C’est fini tout ça. Désormais les bâtiments
se transforment en continu, s’adaptent aux
évolutions des besoins, des marchés, des
saisons. Dans le même bâtiment des
logements viennent s’ajouter pour
répondre aux besoins d’une promo
d’étudiants qui débarque. Ils sont ensuite
remplacés par des bureaux pendant les
vacances. Au même moment le rez-de-
chaussée a servi successivement de salle
de sport, de micro-usine, de boutique de
créateur puis de pôle de logistique urbaine.
Certains bâtiments dynamiques sont même
capables de grandir ou rétrécir en fonction
des besoins, et tous sont conçus pour voir
leurs composants recyclés à la fin de leur
vie, en général 10 à 15 ans. Oui, pas plus.
La réglementation s’est réduite au strict
minimum, remplacée par un dialogue en
continu entre collectivité, investisseur,
gestionnaire, usagers, riverains… Au lieu de
faire des procès et de remplir des
formulaires, on discute en permanence sur
les évolutions du bâtiment ou du quartier.
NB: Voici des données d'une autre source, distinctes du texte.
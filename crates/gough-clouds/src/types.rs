//! Unified types shared by every driver.

use std::collections::BTreeMap;

use chrono::{DateTime, Utc};
use gough_core::MachineState;
use serde::{Deserialize, Serialize};

/// A machine as reported by a provider, normalized to the unified model.
#[derive(Debug, Clone, Serialize, Deserialize)]
pub struct Machine {
    /// The provider's identifier for this machine.
    pub external_id: String,
    /// Hostname or display name.
    pub hostname: String,
    /// Unified lifecycle state.
    pub state: MachineState,
    /// Region or zone, when known.
    pub region: String,
    /// Instance size or flavor.
    pub size: String,
    /// OS image.
    pub image: String,
    /// Publicly routable addresses.
    pub public_ips: Vec<String>,
    /// Private addresses.
    pub private_ips: Vec<String>,
    /// Provider tags or labels.
    pub tags: BTreeMap<String, String>,
    /// Provider-specific data that has no unified field.
    pub extra: serde_json::Map<String, serde_json::Value>,
    /// Creation time, when the provider reports one.
    pub created_at: Option<DateTime<Utc>>,
    /// The provider's last-modified time, when reported. Used by the cache
    /// reconciler for last-writer-wins decisions.
    pub updated_at: Option<DateTime<Utc>>,
}

impl Machine {
    /// A minimal machine with the given id, name, and state. The remaining
    /// fields start empty and are filled in by driver parsers.
    #[must_use]
    pub fn new(external_id: impl Into<String>, hostname: impl Into<String>, state: MachineState) -> Self {
        Self {
            external_id: external_id.into(),
            hostname: hostname.into(),
            state,
            region: String::new(),
            size: String::new(),
            image: String::new(),
            public_ips: Vec::new(),
            private_ips: Vec::new(),
            tags: BTreeMap::new(),
            extra: serde_json::Map::new(),
            created_at: None,
            updated_at: None,
        }
    }
}

/// Specification for creating a new machine.
#[derive(Debug, Clone, Default, Serialize, Deserialize)]
pub struct MachineSpec {
    /// Machine name or hostname.
    pub name: String,
    /// OS image (e.g. `ubuntu-22.04`, an AMI id, an image alias).
    pub image: String,
    /// Instance size (e.g. `t3.medium`, `n1-standard-2`).
    pub size: String,
    /// Region or zone; optional for providers with a fixed endpoint.
    #[serde(default)]
    pub region: String,
    /// Cloud-init user data. Drivers that do not support cloud-init reject a
    /// non-empty value.
    #[serde(default)]
    pub cloud_init: String,
    /// SSH public keys to authorize where the provider supports it.
    #[serde(default)]
    pub ssh_keys: Vec<String>,
    /// Network or subnet identifiers.
    #[serde(default)]
    pub networks: Vec<String>,
    /// Root disk size in GB; 0 means provider default.
    #[serde(default)]
    pub storage_gb: u32,
    /// Tags or labels.
    #[serde(default)]
    pub tags: BTreeMap<String, String>,
    /// Provider-specific options (e.g. `subnet_id`, `associate_public_ip`,
    /// `osystem`, `distro_series`).
    #[serde(default)]
    pub extra: serde_json::Map<String, serde_json::Value>,
}

impl MachineSpec {
    /// Fetch a string-valued provider-specific option.
    #[must_use]
    pub fn extra_str(&self, key: &str) -> Option<&str> {
        self.extra.get(key).and_then(serde_json::Value::as_str)
    }

    /// Fetch a boolean provider-specific option (defaults to false).
    #[must_use]
    pub fn extra_bool(&self, key: &str) -> bool {
        self.extra
            .get(key)
            .and_then(serde_json::Value::as_bool)
            .unwrap_or(false)
    }
}

/// Filters applied to machine listings. Drivers apply what their API
/// supports and filter the remainder client-side.
#[derive(Debug, Clone, Default, Serialize, Deserialize)]
pub struct MachineFilters {
    /// Restrict to machines whose name contains this substring.
    #[serde(default)]
    pub name: Option<String>,
    /// Restrict to machines carrying all of these tags.
    #[serde(default)]
    pub tags: BTreeMap<String, String>,
}

impl MachineFilters {
    /// Whether a machine passes the client-side portion of the filter.
    #[must_use]
    pub fn matches(&self, machine: &Machine) -> bool {
        if let Some(name) = &self.name {
            if !machine.hostname.contains(name.as_str()) {
                return false;
            }
        }
        self.tags
            .iter()
            .all(|(k, v)| machine.tags.get(k).is_some_and(|mv| mv == v))
    }
}

/// A description of an image, size, or region offered by a provider.
#[derive(Debug, Clone, Serialize, Deserialize)]
pub struct Descriptor {
    /// Provider identifier for the offering.
    pub id: String,
    /// Human-readable name.
    pub name: String,
    /// Additional provider-specific detail.
    #[serde(default)]
    pub extra: serde_json::Map<String, serde_json::Value>,
}

impl Descriptor {
    /// A descriptor with no extra detail.
    #[must_use]
    pub fn new(id: impl Into<String>, name: impl Into<String>) -> Self {
        Self {
            id: id.into(),
            name: name.into(),
            extra: serde_json::Map::new(),
        }
    }
}

#[cfg(test)]
mod tests {
    use super::*;

    #[test]
    fn filters_match_name_and_tags() {
        let mut machine = Machine::new("i-1", "web-prod-1", MachineState::Running);
        machine.tags.insert("env".into(), "prod".into());

        let mut filters = MachineFilters {
            name: Some("web".into()),
            ..MachineFilters::default()
        };
        assert!(filters.matches(&machine));

        filters.tags.insert("env".into(), "staging".into());
        assert!(!filters.matches(&machine));
    }

    #[test]
    fn spec_extra_accessors() {
        let mut spec = MachineSpec::default();
        spec.extra
            .insert("subnet_id".into(), serde_json::json!("subnet-1"));
        spec.extra
            .insert("associate_public_ip".into(), serde_json::json!(true));

        assert_eq!(spec.extra_str("subnet_id"), Some("subnet-1"));
        assert!(spec.extra_bool("associate_public_ip"));
        assert!(!spec.extra_bool("missing"));
    }
}
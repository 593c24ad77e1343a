//! Encrypted local database backend.
//!
//! The default backend: secrets are AES-256-GCM encrypted and stored in a
//! dedicated column-family database next to the control plane's own data.
//! No external service is required.
//!
//! The value layout is `nonce (12 bytes) || ciphertext`, where the plaintext
//! is the JSON encoding of the secret map.

use std::path::Path;
use std::sync::Arc;

use aes_gcm::aead::{Aead, KeyInit, OsRng};
use aes_gcm::{AeadCore, Aes256Gcm, Key, Nonce};
use async_trait::async_trait;
use sha2::{Digest, Sha256};

use crate::error::{Result, SecretsError};
use crate::{SecretMap, SecretsBackend};

const NONCE_LEN: usize = 12;

/// Derive a 32-byte AES key from the raw `ENCRYPTION_KEY` value.
///
/// A 64-character hex string is used verbatim; anything else is hashed with
/// SHA-256 so operators may configure a passphrase.
///
/// # Errors
///
/// Returns [`SecretsError::Config`] when no key material is configured.
pub fn derive_key(raw: Option<&str>) -> Result<[u8; 32]> {
    let raw = raw
        .filter(|s| !s.is_empty())
        .ok_or_else(|| SecretsError::Config("ENCRYPTION_KEY is not set".into()))?;

    if raw.len() == 64 {
        if let Ok(bytes) = hex::decode(raw) {
            let mut key = [0u8; 32];
            key.copy_from_slice(&bytes);
            return Ok(key);
        }
    }

    let digest = Sha256::digest(raw.as_bytes());
    let mut key = [0u8; 32];
    key.copy_from_slice(&digest);
    Ok(key)
}

/// AES-256-GCM encrypted database backend.
pub struct EncryptedDbBackend {
    db: Arc<rocksdb::DB>,
    cipher: Aes256Gcm,
}

impl EncryptedDbBackend {
    /// Open (or create) the encrypted database at `path`.
    ///
    /// # Errors
    ///
    /// Returns an error if the database cannot be opened.
    pub fn open<P: AsRef<Path>>(path: P, key: [u8; 32]) -> Result<Self> {
        let mut opts = rocksdb::Options::default();
        opts.create_if_missing(true);
        let db = rocksdb::DB::open(&opts, path)
            .map_err(|e| SecretsError::Database(e.to_string()))?;
        let cipher = Aes256Gcm::new(Key::<Aes256Gcm>::from_slice(&key));
        Ok(Self {
            db: Arc::new(db),
            cipher,
        })
    }

    fn encrypt(&self, path: &str, data: &SecretMap) -> Result<Vec<u8>> {
        let plaintext = serde_json::to_vec(data)
            .map_err(|e| SecretsError::Malformed(path.to_string(), e.to_string()))?;
        let nonce = Aes256Gcm::generate_nonce(&mut OsRng);
        let ciphertext = self
            .cipher
            .encrypt(&nonce, plaintext.as_ref())
            .map_err(|_| SecretsError::Database("encryption failure".into()))?;

        let mut out = Vec::with_capacity(NONCE_LEN + ciphertext.len());
        out.extend_from_slice(&nonce);
        out.extend_from_slice(&ciphertext);
        Ok(out)
    }

    fn decrypt(&self, path: &str, value: &[u8]) -> Result<SecretMap> {
        if value.len() <= NONCE_LEN {
            return Err(SecretsError::Decrypt(path.to_string()));
        }
        let (nonce, ciphertext) = value.split_at(NONCE_LEN);
        let plaintext = self
            .cipher
            .decrypt(Nonce::from_slice(nonce), ciphertext)
            .map_err(|_| SecretsError::Decrypt(path.to_string()))?;
        serde_json::from_slice(&plaintext)
            .map_err(|e| SecretsError::Malformed(path.to_string(), e.to_string()))
    }
}

#[async_trait]
impl SecretsBackend for EncryptedDbBackend {
    async fn get(&self, path: &str) -> Result<SecretMap> {
        let value = self
            .db
            .get(path.as_bytes())
            .map_err(|e| SecretsError::Database(e.to_string()))?
            .ok_or_else(|| SecretsError::NotFound(path.to_string()))?;
        self.decrypt(path, &value)
    }

    async fn set(&self, path: &str, data: SecretMap) -> Result<()> {
        let value = self.encrypt(path, &data)?;
        self.db
            .put(path.as_bytes(), value)
            .map_err(|e| SecretsError::Database(e.to_string()))
    }

    async fn delete(&self, path: &str) -> Result<()> {
        self.db
            .delete(path.as_bytes())
            .map_err(|e| SecretsError::Database(e.to_string()))
    }

    async fn list(&self, prefix: &str) -> Result<Vec<String>> {
        let mode = rocksdb::IteratorMode::From(prefix.as_bytes(), rocksdb::Direction::Forward);
        let mut paths = Vec::new();
        for item in self.db.iterator(mode) {
            let (key, _) = item.map_err(|e| SecretsError::Database(e.to_string()))?;
            if !key.starts_with(prefix.as_bytes()) {
                break;
            }
            if let Ok(path) = std::str::from_utf8(&key) {
                paths.push(path.to_string());
            }
        }
        Ok(paths)
    }
}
Chaque version fait l’objet d’un débat
animé par l’archi, et dont l’élu de quartier
doit assurer la transparence.
Là, je vais filer pour animer la discussion de
la version 14.2 de la tour Gamma 3 par
exemple. Ça va être intense puisqu’on doit
ajouter 12 étages de production végétale
pour l’été qui vient, mais on va très
certainement trouver une solution
consensuelle. Ça fait six ans que je suis la
vie de ce bâtiment, depuis que j’ai fini la
construction de sa version 1. Il a encore du
potentiel pour une bonne dizaine d’années
et, comme tout architecte d’aujourd’hui, je
suivrai son évolution jusqu’à sa
déconstruction.
On a appris à construire pour le présent,
sans obérer l’avenir, mais aussi à s’investir
dans le temps long, ça demande une
certaine humilité, et un bon sens du
dialogue.
Bon je dois filer à mon APSP. Ça veut dire
quoi ? “Atelier Participatif de Suivi de
Projet”, ces réunions participatives de suivi
de la vie des bâtiments et des quartiers.
Finalement la seule chose qu’on n’a pas
réussi à transformer, c’est la passion de la
profession pour les acronymes.
Vous allez voir, le futur est passionnant.